• Instructions to follow: Reproduce exactly the lines below, from the first through the one containing "pub const CLEAR: Self", and nothing more.

***** Input *****

//! Styling primitives for the neubrutalism look.
//!
//! Flat backgrounds, thick borders, hard offset shadows. A [`StyleConfig`]
//! carries the five numbers and colors every decorator needs; a [`Theme`]
//! carries the accent and neutral tokens the stateful decorators switch
//! between.

use serde::Deserialize;

use crate::error::StyleError;

/// RGBA color.
#[derive(Debug, Clone, Copy, PartialEq, Deserialize)]
#[serde(try_from = "String")]
pub struct Color {
    /// Red component (0-1).
    pub r: f32,
    /// Green component (0-1).
    pub g: f32,
    /// Blue component (0-1).
    pub b: f32,
    /// Alpha component (0-1).
    pub a: f32,
}

impl Color {
    /// Fully transparent.
    pub const CLEAR: Self = Self::rgba(0.0, 0.0, 0.0, 0.0);
    /// Solid black, the neutral ink.
    pub const BLACK: Self = Self::rgba(0.0, 0.0, 0.0, 1.0);
    /// Solid white, the default surface.
    pub const WHITE: Self = Self::rgba(1.0, 1.0, 1.0, 1.0);
    /// Signal yellow, the classic neubrutalist button fill.
    pub const YELLOW: Self = Self::hex(0xFFCC_00FF);
    /// Secondary text gray.
    pub const GRAY: Self = Self::hex(0x8E8E_93FF);
    /// Default accent blue.
    pub const BLUE: Self = Self::hex(0x007A_FFFF);

    /// Creates a color from RGBA values (0-1).
    #[must_use]
    pub const fn rgba(r: f32, g: f32, b: f32, a: f32) -> Self {
        Self { r, g, b, a }
    }

    /// Creates a color from a hex value (0xRRGGBBAA).
    #[must_use]
    pub const fn hex(hex: u32) -> Self {
        let r = ((hex >> 24) & 0xFF) as f32 / 255.0;
        let g = ((hex >> 16) & 0xFF) as f32 / 255.0;
        let b = ((hex >> 8) & 0xFF) as f32 / 255.0;
        let a = (hex & 0xFF) as f32 / 255.0;
        Self::rgba(r, g, b, a)
    }

    /// Parses a color literal.
    ///
    /// Accepts `#RRGGBB`, `#RRGGBBAA` and the names `white`, `black`,
    /// `yellow`, `gray`, `blue` and `clear`.
    ///
    /// # Errors
    ///
    /// Returns [`StyleError::InvalidColor`] for anything else.
    pub fn parse(literal: &str) -> Result<Self, StyleError> {
        let trimmed = literal.trim();
        match trimmed.to_ascii_lowercase().as_str() {
            "white" => return Ok(Self::WHITE),
            "black" => return Ok(Self::BLACK),
            "yellow" => return Ok(Self::YELLOW),
            "gray" | "grey" => return Ok(Self::GRAY),
            "blue" => return Ok(Self::BLUE),
            "clear" | "transparent" => return Ok(Self::CLEAR),
            _ => {}
        }

        let invalid = || StyleError::InvalidColor(literal.to_owned());
        let digits = trimmed.strip_prefix('#').ok_or_else(invalid)?;
        if !digits.chars().all(|c| c.is_ascii_hexdigit()) {
            return Err(invalid());
        }
        let value = u32::from_str_radix(digits, 16).map_err(|_| invalid())?;
        match digits.len() {
            6 => Ok(Self::hex((value << 8) | 0xFF)),
            8 => Ok(Self::hex(value)),
            _ => Err(invalid()),
        }
    }

    /// Returns a new color with different alpha.
    #[must_use]
    pub const fn with_alpha(self, a: f32) -> Self {
        Self::rgba(self.r, self.g, self.b, a)
    }

    /// Returns the color with its alpha multiplied by `opacity`.
    #[must_use]
    pub fn opacity(self, opacity: f32) -> Self {
        self.with_alpha(self.a * opacity.clamp(0.0, 1.0))
    }

    /// Converts to array format.
    #[must_use]
    pub const fn to_array(self) -> [f32; 4] {
        [self.r, self.g, self.b, self.a]
    }
}

impl Default for Color {
    fn default() -> Self {
        Self::WHITE
    }
}

impl TryFrom<String> for Color {
    type Error = StyleError;

    fn try_from(value: String) -> Result<Self, Self::Error> {
        Self::parse(&value)
    }
}

/// The five knobs of the neubrutalism look.
///
/// Construct with a struct literal over [`StyleConfig::default`] or with the
/// `with_*` builders:
///
/// ```
/// use neubrutalism::{Color, StyleConfig};
///
/// let style = StyleConfig::default()
///     .with_background(Color::YELLOW)
///     .with_corner_radius(12.0);
/// assert_eq!(style.border_width, 2.0);
/// ```
#[derive(Debug, Clone, Copy, PartialEq, Deserialize)]
#[serde(default, deny_unknown_fields)]
pub struct StyleConfig {
    /// Fill behind the content.
    pub background: Color,
    /// Border stroke color; the shadow uses it at [`Self::SHADOW_OPACITY`].
    pub border_color: Color,
    /// Corner radius of the background, shadow and border.
    pub corner_radius: f32,
    /// Border stroke thickness.
    pub border_width: f32,
    /// Shadow offset along both axes.
    pub shadow_offset: f32,
}

impl StyleConfig {
    /// Opacity applied to the border color when painting the shadow.
    pub const SHADOW_OPACITY: f32 = 0.8;

    /// White surface, black 2pt border, square corners, 4pt shadow.
    pub const DEFAULT: Self = Self {
        background: Color::WHITE,
        border_color: Color::BLACK,
        corner_radius: 0.0,
        border_width: 2.0,
        shadow_offset: 4.0,
    };

    /// Sets the background color.
    #[must_use]
    pub const fn with_background(mut self, background: Color) -> Self {
        self.background = background;
        self
    }

    /// Sets the border color.
    #[must_use]
    pub const fn with_border_color(mut self, border_color: Color) -> Self {
        self.border_color = border_color;
        self
    }

    /// Sets the corner radius.
    #[must_use]
    pub const fn with_corner_radius(mut self, corner_radius: f32) -> Self {
        self.corner_radius = corner_radius;
        self
    }

    /// Sets the border width.
    #[must_use]
    pub const fn with_border_width(mut self, border_width: f32) -> Self {
        self.border_width = border_width;
        self
    }

    /// Sets the shadow offset.
    #[must_use]
    pub const fn with_shadow_offset(mut self, shadow_offset: f32) -> Self {
        self.shadow_offset = shadow_offset;
        self
    }

    /// Color of the hard shadow.
    #[must_use]
    pub fn shadow_color(&self) -> Color {
        self.border_color.opacity(Self::SHADOW_OPACITY)
    }

    /// Returns a copy with every numeric field clamped to `>= 0`.
    ///
    /// NaN clamps to zero as well.
    #[must_use]
    pub fn sanitized(self) -> Self {
        let clamp = |value: f32| if value > 0.0 { value } else { 0.0 };
        let sanitized = Self {
            corner_radius: clamp(self.corner_radius),
            border_width: clamp(self.border_width),
            shadow_offset: clamp(self.shadow_offset),
            ..self
        };
        if sanitized != self {
            tracing::debug!(
                corner_radius = self.corner_radius,
                border_width = self.border_width,
                shadow_offset = self.shadow_offset,
                "clamped out-of-range style values to zero"
            );
        }
        sanitized
    }
}

impl Default for StyleConfig {
    fn default() -> Self {
        Self::DEFAULT
    }
}

/// Accent and neutral tokens.
#[derive(Debug, Clone, Copy, PartialEq, Deserialize)]
#[serde(default, deny_unknown_fields)]
pub struct Theme {
    /// Highlight color for the on/focused state.
    pub accent: Color,
    /// Ink for the off/unfocused state and for toggle labels.
    pub neutral: Color,
}

impl Theme {
    /// Blue accent over black ink.
    pub const DEFAULT: Self = Self {
        accent: Color::BLUE,
        neutral: Color::BLACK,
    };

    /// Creates a theme with the given accent and the black neutral.
    #[must_use]
    pub const fn with_accent(accent: Color) -> Self {
        Self {
            accent,
            neutral: Color::BLACK,
        }
    }

    /// Accent when `active`, neutral otherwise.
    #[must_use]
    pub const fn resolve(&self, active: bool) -> Color {
        if active {
            self.accent
        } else {
            self.neutral
        }
    }
}

impl Default for Theme {
    fn default() -> Self {
        Self::DEFAULT
    }
}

*****

• Exercise response:
//! Styling primitives for the neubrutalism look.
//!
//! Flat backgrounds, thick borders, hard offset shadows. A [`StyleConfig`]
//! carries the five numbers and colors every decorator needs; a [`Theme`]
//! carries the accent and neutral tokens the stateful decorators switch
//! between.

use serde::Deserialize;

use crate::error::StyleError;

/// RGBA color.
#[derive(Debug, Clone, Copy, PartialEq, Deserialize)]
#[serde(try_from = "String")]
pub struct Color {
    /// Red component (0-1).
    pub r: f32,
    /// Green component (0-1).
    pub g: f32,
    /// Blue component (0-1).
    pub b: f32,
    /// Alpha component (0-1).
    pub a: f32,
}

impl Color {
    /// Fully transparent.
    pub const CLEAR: Self = Self::rgba(0.0, 0.0, 0.0, 0.0);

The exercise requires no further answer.